[Data records]
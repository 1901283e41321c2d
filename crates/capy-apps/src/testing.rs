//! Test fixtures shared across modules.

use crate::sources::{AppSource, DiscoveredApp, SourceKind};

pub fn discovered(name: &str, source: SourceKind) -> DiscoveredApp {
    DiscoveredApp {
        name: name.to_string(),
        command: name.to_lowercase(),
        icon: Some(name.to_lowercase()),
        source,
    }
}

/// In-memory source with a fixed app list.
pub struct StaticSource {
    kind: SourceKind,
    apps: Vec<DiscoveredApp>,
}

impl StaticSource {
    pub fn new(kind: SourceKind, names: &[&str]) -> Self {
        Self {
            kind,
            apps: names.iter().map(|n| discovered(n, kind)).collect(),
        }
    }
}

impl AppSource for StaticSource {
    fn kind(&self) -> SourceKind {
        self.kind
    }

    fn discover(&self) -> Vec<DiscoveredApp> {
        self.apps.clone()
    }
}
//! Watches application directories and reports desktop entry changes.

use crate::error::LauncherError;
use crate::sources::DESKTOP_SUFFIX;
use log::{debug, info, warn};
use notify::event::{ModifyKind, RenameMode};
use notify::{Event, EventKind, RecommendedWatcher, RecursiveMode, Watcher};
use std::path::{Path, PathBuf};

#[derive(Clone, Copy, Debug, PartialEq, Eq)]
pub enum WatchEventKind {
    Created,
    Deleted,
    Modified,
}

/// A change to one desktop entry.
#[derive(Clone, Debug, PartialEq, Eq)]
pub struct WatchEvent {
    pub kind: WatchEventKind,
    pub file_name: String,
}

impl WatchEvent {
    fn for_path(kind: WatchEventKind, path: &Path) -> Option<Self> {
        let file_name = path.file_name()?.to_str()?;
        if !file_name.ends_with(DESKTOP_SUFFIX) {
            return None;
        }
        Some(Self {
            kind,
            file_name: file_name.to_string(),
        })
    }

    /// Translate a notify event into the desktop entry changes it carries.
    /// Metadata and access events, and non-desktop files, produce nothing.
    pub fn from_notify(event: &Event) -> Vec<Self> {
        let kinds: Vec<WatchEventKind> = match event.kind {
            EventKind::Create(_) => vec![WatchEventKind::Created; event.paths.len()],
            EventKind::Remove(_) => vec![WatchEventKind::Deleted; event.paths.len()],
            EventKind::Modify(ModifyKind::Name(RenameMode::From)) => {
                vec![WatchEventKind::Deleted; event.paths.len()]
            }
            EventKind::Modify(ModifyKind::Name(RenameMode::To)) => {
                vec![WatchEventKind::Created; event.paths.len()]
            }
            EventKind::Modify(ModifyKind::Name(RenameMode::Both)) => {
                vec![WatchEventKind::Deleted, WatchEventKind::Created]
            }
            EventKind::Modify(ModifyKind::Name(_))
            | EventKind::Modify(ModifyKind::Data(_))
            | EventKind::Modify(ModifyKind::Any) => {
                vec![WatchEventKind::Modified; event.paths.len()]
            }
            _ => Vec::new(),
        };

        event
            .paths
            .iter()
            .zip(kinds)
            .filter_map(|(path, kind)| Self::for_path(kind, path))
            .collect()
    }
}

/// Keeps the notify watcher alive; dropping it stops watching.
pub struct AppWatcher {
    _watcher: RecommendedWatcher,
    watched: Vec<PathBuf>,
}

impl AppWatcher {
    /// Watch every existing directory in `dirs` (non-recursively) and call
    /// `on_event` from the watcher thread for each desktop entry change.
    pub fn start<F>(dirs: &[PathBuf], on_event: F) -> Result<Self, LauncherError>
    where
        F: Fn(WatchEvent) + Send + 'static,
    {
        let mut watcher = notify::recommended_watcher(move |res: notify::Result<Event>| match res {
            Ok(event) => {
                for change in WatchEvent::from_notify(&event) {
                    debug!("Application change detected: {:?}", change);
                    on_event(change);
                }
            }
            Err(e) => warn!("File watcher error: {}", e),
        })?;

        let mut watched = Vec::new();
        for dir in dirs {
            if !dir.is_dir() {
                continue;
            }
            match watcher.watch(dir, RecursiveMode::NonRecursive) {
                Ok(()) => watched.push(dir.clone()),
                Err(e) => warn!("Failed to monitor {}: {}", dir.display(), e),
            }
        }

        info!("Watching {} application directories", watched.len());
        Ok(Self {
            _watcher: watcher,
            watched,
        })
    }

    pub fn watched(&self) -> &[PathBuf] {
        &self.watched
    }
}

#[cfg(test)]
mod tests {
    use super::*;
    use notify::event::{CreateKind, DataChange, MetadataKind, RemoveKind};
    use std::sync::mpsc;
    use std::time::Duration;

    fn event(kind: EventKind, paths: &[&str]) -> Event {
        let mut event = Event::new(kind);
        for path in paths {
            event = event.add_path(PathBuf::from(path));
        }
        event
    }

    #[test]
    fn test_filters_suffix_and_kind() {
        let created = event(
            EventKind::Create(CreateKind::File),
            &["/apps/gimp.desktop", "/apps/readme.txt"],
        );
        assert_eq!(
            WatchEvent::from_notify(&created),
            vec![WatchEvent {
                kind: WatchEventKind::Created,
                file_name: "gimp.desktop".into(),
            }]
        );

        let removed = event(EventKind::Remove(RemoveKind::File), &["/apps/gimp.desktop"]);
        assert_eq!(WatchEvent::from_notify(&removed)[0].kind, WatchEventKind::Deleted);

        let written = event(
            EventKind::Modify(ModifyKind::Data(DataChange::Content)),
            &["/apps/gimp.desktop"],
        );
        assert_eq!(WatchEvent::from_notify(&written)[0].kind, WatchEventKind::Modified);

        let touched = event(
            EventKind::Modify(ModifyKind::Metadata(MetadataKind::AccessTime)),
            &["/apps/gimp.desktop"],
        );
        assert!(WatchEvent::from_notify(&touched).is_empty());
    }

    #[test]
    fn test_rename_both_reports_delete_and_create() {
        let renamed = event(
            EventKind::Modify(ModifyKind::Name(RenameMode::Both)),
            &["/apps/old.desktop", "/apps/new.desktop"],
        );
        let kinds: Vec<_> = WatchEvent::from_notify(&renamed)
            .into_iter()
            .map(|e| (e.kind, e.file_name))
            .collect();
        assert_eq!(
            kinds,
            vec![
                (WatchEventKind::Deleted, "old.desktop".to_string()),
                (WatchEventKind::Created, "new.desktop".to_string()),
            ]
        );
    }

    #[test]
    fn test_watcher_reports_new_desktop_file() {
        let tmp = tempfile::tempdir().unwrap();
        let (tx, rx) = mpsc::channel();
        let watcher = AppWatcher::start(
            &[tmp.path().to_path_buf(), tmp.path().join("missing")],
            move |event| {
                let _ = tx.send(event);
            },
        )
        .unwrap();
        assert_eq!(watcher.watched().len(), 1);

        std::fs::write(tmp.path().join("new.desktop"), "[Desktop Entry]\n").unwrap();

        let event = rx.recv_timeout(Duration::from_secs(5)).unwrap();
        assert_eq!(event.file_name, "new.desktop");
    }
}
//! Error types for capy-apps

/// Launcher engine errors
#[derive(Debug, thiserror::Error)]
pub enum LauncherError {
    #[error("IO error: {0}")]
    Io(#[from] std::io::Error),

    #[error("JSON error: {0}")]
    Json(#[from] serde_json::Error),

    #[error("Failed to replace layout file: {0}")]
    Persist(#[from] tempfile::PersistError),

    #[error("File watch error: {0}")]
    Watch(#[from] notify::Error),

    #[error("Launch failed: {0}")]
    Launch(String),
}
---
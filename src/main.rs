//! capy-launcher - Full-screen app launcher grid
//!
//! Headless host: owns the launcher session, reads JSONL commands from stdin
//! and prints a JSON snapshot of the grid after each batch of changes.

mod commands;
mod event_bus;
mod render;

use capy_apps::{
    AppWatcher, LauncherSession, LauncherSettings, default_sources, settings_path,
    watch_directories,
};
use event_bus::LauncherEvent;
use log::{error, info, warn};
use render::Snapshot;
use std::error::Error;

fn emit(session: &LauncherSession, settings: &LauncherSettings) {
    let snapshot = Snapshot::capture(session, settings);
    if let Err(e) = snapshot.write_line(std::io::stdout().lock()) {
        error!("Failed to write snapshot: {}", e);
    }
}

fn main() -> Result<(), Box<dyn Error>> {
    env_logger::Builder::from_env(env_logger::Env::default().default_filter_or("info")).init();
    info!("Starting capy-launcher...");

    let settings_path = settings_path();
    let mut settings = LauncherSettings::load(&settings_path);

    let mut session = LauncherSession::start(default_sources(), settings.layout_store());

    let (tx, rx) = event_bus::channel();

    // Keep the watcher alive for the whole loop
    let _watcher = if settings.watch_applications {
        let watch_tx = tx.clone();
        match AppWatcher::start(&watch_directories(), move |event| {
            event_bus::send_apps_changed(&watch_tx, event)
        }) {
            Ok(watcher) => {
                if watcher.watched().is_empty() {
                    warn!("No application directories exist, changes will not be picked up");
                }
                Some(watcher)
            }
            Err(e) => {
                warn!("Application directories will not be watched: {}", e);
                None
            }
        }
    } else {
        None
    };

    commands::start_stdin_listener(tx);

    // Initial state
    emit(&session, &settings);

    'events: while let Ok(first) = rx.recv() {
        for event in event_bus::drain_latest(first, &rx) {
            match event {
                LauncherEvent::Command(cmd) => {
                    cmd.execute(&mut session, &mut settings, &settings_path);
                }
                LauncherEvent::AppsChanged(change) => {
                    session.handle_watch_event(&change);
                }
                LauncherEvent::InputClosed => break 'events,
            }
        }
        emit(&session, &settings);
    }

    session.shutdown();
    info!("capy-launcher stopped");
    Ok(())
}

▸ **Brief**
Among the entries above, find the line with "let _watcher = if" and the line with "cmd.execute(&mut session, &mut"; give again exactly these two lines and all lines between them.

▸ **Task solution**
    let _watcher = if settings.watch_applications {
        let watch_tx = tx.clone();
        match AppWatcher::start(&watch_directories(), move |event| {
            event_bus::send_apps_changed(&watch_tx, event)
        }) {
            Ok(watcher) => {
                if watcher.watched().is_empty() {
                    warn!("No application directories exist, changes will not be picked up");
                }
                Some(watcher)
            }
            Err(e) => {
                warn!("Application directories will not be watched: {}", e);
                None
            }
        }
    } else {
        None
    };

    commands::start_stdin_listener(tx);

    // Initial state
    emit(&session, &settings);

    'events: while let Ok(first) = rx.recv() {
        for event in event_bus::drain_latest(first, &rx) {
            match event {
                LauncherEvent::Command(cmd) => {
                    cmd.execute(&mut session, &mut settings, &settings_path);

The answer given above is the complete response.